Like many busy administrators, I often rely on eating on the fly, driving through a fast food restaurant or picking up carry-out. Although I have no intention of not eating out from time to time, I also know that cooking from scratch is a way that I know all of the ingredients that are going into my meals. I am working to take the time to meal plan and cook, and I am amazed at the meals I can put together when I slow myself down.
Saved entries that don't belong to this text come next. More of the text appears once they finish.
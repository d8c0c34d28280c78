use super::*;

/// Tests creating a new college with one course, then reading it back through the join.
///
/// Expected: Created outcome with the persisted course, and a joined row
/// `{course: "CS", fee: 100}` for that college
#[tokio::test]
async fn creates_college_and_courses() -> Result<(), AppError> {
    let test = TestBuilder::new()
        .with_college_tables()
        .build()
        .await
        .unwrap();
    let db = test.db.as_ref().unwrap();

    let service = CollegeService::new(db);
    let creation = service
        .create_with_courses(CreateCollegeWithCoursesParam {
            name: "MIT".to_string(),
            location: "Cambridge".to_string(),
            courses: vec![new_course("CS", 100)],
        })
        .await?;

    let CollegeCreation::Created { college, courses } = creation else {
        panic!("expected a new college");
    };
    assert_eq!(college.name, "MIT");
    assert_eq!(courses.len(), 1);
    assert!(courses[0].id > 0);
    assert_eq!(courses[0].college_id, college.id);

    let rows = service.get_all_with_courses().await?;
    assert_eq!(rows.len(), 1);
    assert_eq!(rows[0].college_id, college.id);
    assert_eq!(rows[0].course, "CS");
    assert_eq!(rows[0].fee, Decimal::from(100));

    Ok(())
}

/// Tests submitting the same college twice with different courses.
///
/// Expected: AddedToExisting on the second call, one college holding both courses
#[tokio::test]
async fn adds_courses_to_existing_college() -> Result<(), AppError> {
    let test = TestBuilder::new()
        .with_college_tables()
        .build()
        .await
        .unwrap();
    let db = test.db.as_ref().unwrap();

    let existing = factory::college::create_college_with_name(db, "MIT").await?;

    let service = CollegeService::new(db);
    let creation = service
        .create_with_courses(CreateCollegeWithCoursesParam {
            name: "mit".to_string(),
            location: "Somewhere".to_string(),
            courses: vec![new_course("CS", 100), new_course("EE", 200)],
        })
        .await?;

    assert_eq!(creation.message(), "Course added to existing college");
    let CollegeCreation::AddedToExisting { college, courses } = creation else {
        panic!("expected the existing college");
    };
    assert_eq!(college.id, existing.id);
    assert_eq!(college.location, existing.location);
    let names: Vec<&str> = courses.iter().map(|c| c.name.as_str()).collect();
    assert_eq!(names, vec!["CS", "EE"]);

    assert_eq!(service.get_all().await?.len(), 1);
    assert_eq!(service.get_all_with_courses().await?.len(), 2);

    Ok(())
}

/// Tests that a failing course insert rolls back the new college as well.
///
/// The courses table is missing, so the first course insert fails after the college
/// insert succeeded inside the same transaction.
///
/// Expected: Err(AppError::DbErr) and no college stored
#[tokio::test]
async fn rolls_back_college_when_course_insert_fails() -> Result<(), AppError> {
    let test = TestBuilder::new()
        .with_table(entity::prelude::College)
        .build()
        .await
        .unwrap();
    let db = test.db.as_ref().unwrap();

    let service = CollegeService::new(db);
    let result = service
        .create_with_courses(CreateCollegeWithCoursesParam {
            name: "MIT".to_string(),
            location: "Cambridge".to_string(),
            courses: vec![new_course("CS", 100)],
        })
        .await;

    assert!(matches!(result, Err(AppError::DbErr(_))));
    assert!(matches!(
        service.get_all().await,
        Err(AppError::NotFound(_))
    ));

    Ok(())
}

/// Tests the insert path after the name lookup missed, when the name is already taken.
///
/// This is the state a request is in after losing a race to a concurrent request that
/// created the same college first.
///
/// Expected: the existing college with `false`, and the outer transaction still accepts
/// the course insert and commits
#[tokio::test]
async fn create_or_find_falls_back_to_existing_college() -> Result<(), AppError> {
    let test = TestBuilder::new()
        .with_college_tables()
        .build()
        .await
        .unwrap();
    let db = test.db.as_ref().unwrap();

    let existing = factory::college::create_college_with_name(db, "MIT").await?;

    let txn = db.begin().await?;
    let (college, created) = create_or_find_college(
        &txn,
        CreateCollegeParam {
            name: "mit".to_string(),
            location: "Boston".to_string(),
        },
    )
    .await?;

    assert!(!created);
    assert_eq!(college.id, existing.id);

    CourseRepository::new(&txn)
        .create(CreateCourseParam {
            college_id: college.id,
            name: "CS".to_string(),
            fee: Decimal::from(100),
        })
        .await?;
    txn.commit().await?;

    let rows = CollegeService::new(db).get_all_with_courses().await?;
    assert_eq!(rows.len(), 1);
    assert_eq!(rows[0].college_id, existing.id);
    assert_eq!(rows[0].college_name, "MIT");

    Ok(())
}

/// Tests eight concurrent submissions of the same new college over separate connections.
///
/// SQLite may refuse some of the racing transactions outright. Every request that does
/// succeed must land its course on the single college row.
///
/// Expected: one college, exactly one Created outcome, one stored course per success
#[tokio::test(flavor = "multi_thread", worker_threads = 4)]
async fn concurrent_creates_share_one_college() -> Result<(), AppError> {
    let test = TestBuilder::new()
        .with_college_tables()
        .with_file_database("concurrent_create_with_courses")
        .build()
        .await
        .unwrap();
    let db = test.db.as_ref().unwrap();

    let handles: Vec<_> = (0..8)
        .map(|i| {
            let db = db.clone();
            tokio::spawn(async move {
                CollegeService::new(&db)
                    .create_with_courses(CreateCollegeWithCoursesParam {
                        name: "MIT".to_string(),
                        location: "Cambridge".to_string(),
                        courses: vec![new_course(&format!("Course {}", i), 100)],
                    })
                    .await
            })
        })
        .collect();

    let mut created = 0;
    let mut college_ids = Vec::new();
    let mut stored_courses = 0;
    for handle in handles {
        match handle.await.unwrap() {
            Ok(CollegeCreation::Created { college, courses }) => {
                created += 1;
                college_ids.push(college.id);
                stored_courses += courses.len();
            }
            Ok(CollegeCreation::AddedToExisting { college, courses }) => {
                college_ids.push(college.id);
                stored_courses += courses.len();
            }
            Err(err) => assert!(
                matches!(err, AppError::DbErr(_) | AppError::Conflict(_)),
                "unexpected error: {}",
                err
            ),
        }
    }

    let colleges = CollegeService::new(db).get_all().await?;
    assert_eq!(colleges.len(), 1);
    assert_eq!(created, 1);
    assert!(college_ids.iter().all(|id| *id == colleges[0].id));
    assert_eq!(
        CollegeService::new(db).get_all_with_courses().await?.len(),
        stored_courses
    );

    Ok(())
}
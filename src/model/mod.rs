//! Wire DTOs shared by every HTTP endpoint.
//!
//! JSON field names are camelCase. Request DTOs keep every field optional so handlers can
//! report all missing fields at once instead of failing on the first one during
//! deserialization.

pub mod api;
pub mod college;
pub mod user;
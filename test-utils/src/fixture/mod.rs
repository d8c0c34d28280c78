//! Test fixtures providing reusable test data without database insertion.
//!
//! Unlike factories, fixtures do NOT insert data into the database. Use them for unit
//! tests of model conversions and DTO serialization.
//!
//! # Example
//!
//! ```rust,ignore
//! use test_utils::fixture;
//!
//! let college = fixture::college::entity();
//! let course = fixture::course::entity_with_fee(college.id, Decimal::from(250));
//! ```

pub mod college;
pub mod course;
pub mod user;

pub use college::entity as college_entity;
pub use user::entity as user_entity;
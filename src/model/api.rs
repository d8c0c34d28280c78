use serde::{Deserialize, Serialize};
use utoipa::ToSchema;

/// Value of the `status` field on successful responses.
pub const STATUS_SUCCESS: &str = "success";

/// Value of the `status` field on error responses.
pub const STATUS_ERROR: &str = "error";

/// Body returned for every failed request.
#[derive(Serialize, Deserialize, Debug, Clone, ToSchema)]
pub struct ErrorDto {
    pub status: String,
    pub message: String,
}

impl ErrorDto {
    pub fn new(message: impl Into<String>) -> Self {
        Self {
            status: STATUS_ERROR.to_string(),
            message: message.into(),
        }
    }
}

/// Envelope wrapping every successful response as `{data, message, status}`.
#[derive(Serialize, Deserialize, Debug, Clone, ToSchema)]
pub struct ApiResponse<T> {
    pub data: T,
    pub message: String,
    pub status: String,
}

impl<T> ApiResponse<T> {
    pub fn success(data: T, message: impl Into<String>) -> Self {
        Self {
            data,
            message: message.into(),
            status: STATUS_SUCCESS.to_string(),
        }
    }
}

#[derive(Serialize, Deserialize, Debug, Clone, ToSchema)]
pub struct HealthDto {
    /// Whether the database answered a ping.
    pub database: bool,
}
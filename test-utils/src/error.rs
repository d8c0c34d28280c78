use thiserror::Error;

/// Errors that can occur while preparing a test environment.
#[derive(Error, Debug)]
pub enum TestError {
    /// Connecting to the test database or creating tables failed.
    #[error(transparent)]
    Database(#[from] sea_orm::DbErr),
}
In my case, I’ve made these choices. Many of our neighbors do not have the means to make the decision to purchase healthier choices over less expensive food that are often high in sodium, added sugars, and saturated fat. The Foodbank is actively working to give people the opportunity to make choices. From the fresh produce, dairy and protein the Foodbank secures and distributes, to the kitchen cart where local nutritionists demonstrate how to prepare items that we are giving out, to our newest initiative to provide cookware and utensils to youth and their families, we are always trying to put all of the puzzle pieces together to make meal planning and prep less stressful for individuals and families.

With the implementation of our nutrition policy last summer, I am working hard to practice what I preach and control the indulgences. I remind myself that there is a reason that our mother has made it to her 96th birthday with far fewer doctor visits than most. I guess it’s true what they say – Mom always knows best!